Cosenza. Referendum, storia di un suicidio politicamente assistito (di Sergio Tursi Prato)

REFERENDUM SUL COMUNE UNICO COSENZA-RENDE-CASTROLIBERO. STORIA DI UN SUICIDIO POLITICAMENTE ASSISTITO.
Di Sergio Tursi Prato, già candidato a sindaco della città di Rende e sostenitore del NO

“Il dato referendario è stato chiaro ed inequivocabile, quello che il popolo sovrano ha detto NO. Un’ampia ed articolata maggioranza di cittadini dei tre Comuni sopracitati non ha gradito il metodo ed anche la mancanza di reali contenuti programmatici, con cui uno schieramento vasto di Partiti di destra e di sinistra, insieme alle forze sindacali, imprenditoriali ed associative, hanno portato avanti le ragioni del SI. Certo, in questo movimento popolare c’è anche l’orgoglio dell’appartenenza e delle radici storiche, culturali e sociali alle proprie comunità, la cui “buona amministrazione” è entrata nel cuore e nella mente di tanti cittadini, vedi Rende e Castrolibero.

Nello stesso tempo, tranne alcune considerazioni di rito, come “la gente non ha compreso l’importanza del referendum, fondamentale per il futuro delle giovani generazioni”, nessuno dei convinti referendari ha recitato un fisiologico mea culpa. In questo palese dissenso, certificato anche da un preoccupante astensionismo, c’è un chiaro ed inequivocabile messaggio ad una classe politica formata in buona parte dei casi da “nominati”, in alcuni atteggiamenti anche arrogante ed autoreferenziale, slegata dai bisogni reali della nostra martoriata quotidianità.

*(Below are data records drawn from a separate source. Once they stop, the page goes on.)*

//! Oracle access errors.

use crate::env::SpriteIndex;
use crate::error::{ErrorSeverity, GameError};
use crate::state::Position;

/// Errors that occur when accessing oracle data.
#[derive(Clone, Debug, PartialEq, Eq, thiserror::Error)]
#[cfg_attr(feature = "serde", derive(serde::Serialize, serde::Deserialize))]
pub enum OracleError {
    #[error("SpeciesOracle not available")]
    SpeciesNotAvailable,

    #[error("MapOracle not available")]
    MapNotAvailable,

    #[error("InventoryOracle not available")]
    InventoryNotAvailable,

    #[error("position {0} is out of map bounds")]
    PositionOutOfBounds(Position),

    /// No species template is registered for the sprite.
    #[error("species template for sprite {0} not found")]
    SpeciesNotFound(SpriteIndex),

    #[error("combat item '{0}' not found")]
    CombatItemNotFound(String),
}

impl GameError for OracleError {
    fn severity(&self) -> ErrorSeverity {
        use OracleError::*;
        match self {
            SpeciesNotAvailable | MapNotAvailable | InventoryNotAvailable => ErrorSeverity::Fatal,
            // A sprite without a template means the reference tables are corrupt.
            SpeciesNotFound(_) => ErrorSeverity::Fatal,
            PositionOutOfBounds(_) | CombatItemNotFound(_) => ErrorSeverity::Validation,
        }
    }

    fn error_code(&self) -> &'static str {
        use OracleError::*;
        match self {
            SpeciesNotAvailable => "ORACLE_SPECIES_NOT_AVAILABLE",
            MapNotAvailable => "ORACLE_MAP_NOT_AVAILABLE",
            InventoryNotAvailable => "ORACLE_INVENTORY_NOT_AVAILABLE",
            PositionOutOfBounds(_) => "ORACLE_POSITION_OUT_OF_BOUNDS",
            SpeciesNotFound(_) => "ORACLE_SPECIES_NOT_FOUND",
            CombatItemNotFound(_) => "ORACLE_COMBAT_ITEM_NOT_FOUND",
        }
    }
}
//! Single-step movement without lookahead, used on open terrain and as the
//! fallback when the pathfinder finds nothing.

use std::cmp::Reverse;

use crate::state::Position;

/// The orthogonal step from `from` that closes the larger axis gap to
/// `target` (x wins ties). `None` when already there.
pub fn step_toward(from: Position, target: Position) -> Option<Position> {
    let dx = target.x - from.x;
    let dy = target.y - from.y;
    if dx == 0 && dy == 0 {
        return None;
    }
    if dx.abs() >= dy.abs() {
        Some(Position::new(from.x + dx.signum(), from.y))
    } else {
        Some(Position::new(from.x, from.y + dy.signum()))
    }
}

/// One heuristic step toward `target`, or `None` to stay in place when the
/// destination cannot be entered.
pub fn dumb_step(
    from: Position,
    target: Position,
    can_enter: impl Fn(Position) -> bool,
) -> Option<Position> {
    step_toward(from, target).filter(|next| *next != target && can_enter(*next))
}

/// The neighbouring cell that puts the most distance between the mover and
/// `threat`. Only cells strictly farther than the current one qualify; the
/// first in neighbour order wins ties.
pub fn flee_step(
    from: Position,
    threat: Position,
    can_enter: impl Fn(Position) -> bool,
) -> Option<Position> {
    let current = from.manhattan(threat);
    from.neighbors()
        .into_iter()
        .filter(|next| can_enter(*next))
        .map(|next| (next.manhattan(threat), next))
        .filter(|(distance, _)| *distance > current)
        .min_by_key(|(distance, _)| Reverse(*distance))
        .map(|(_, next)| next)
}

In poche parole un vero e proprio suicidio politicamente assistito. Oggi la gestione del potere fine a se stesso e di una ristretta cerchia magica di amici degli amici non paga più in termini elettorali ed il voto libero e d’opinione aumenta in vasti strati della società civile. Tutto questo rappresenta senza dubbio alcuno il valore aggiunto della democrazia partecipata. Ora si passi ad uso equilibrato, studiato e ragionato di un’auspicabile Unione dei Comuni, partendo dal coinvolgimento attivo delle tre Municipalità interessate e dall’integrazione dei servizi, per arrivare alla fisiologica costruzione di una comunità larga ed inclusiva, in cui nessun cittadino possa concretamente sentirsi figli di un Dio minore. Non prima, infine, che alcuni “accesi e faziosi “ promotori del SI facciano un doveroso bagno d’umiltà”.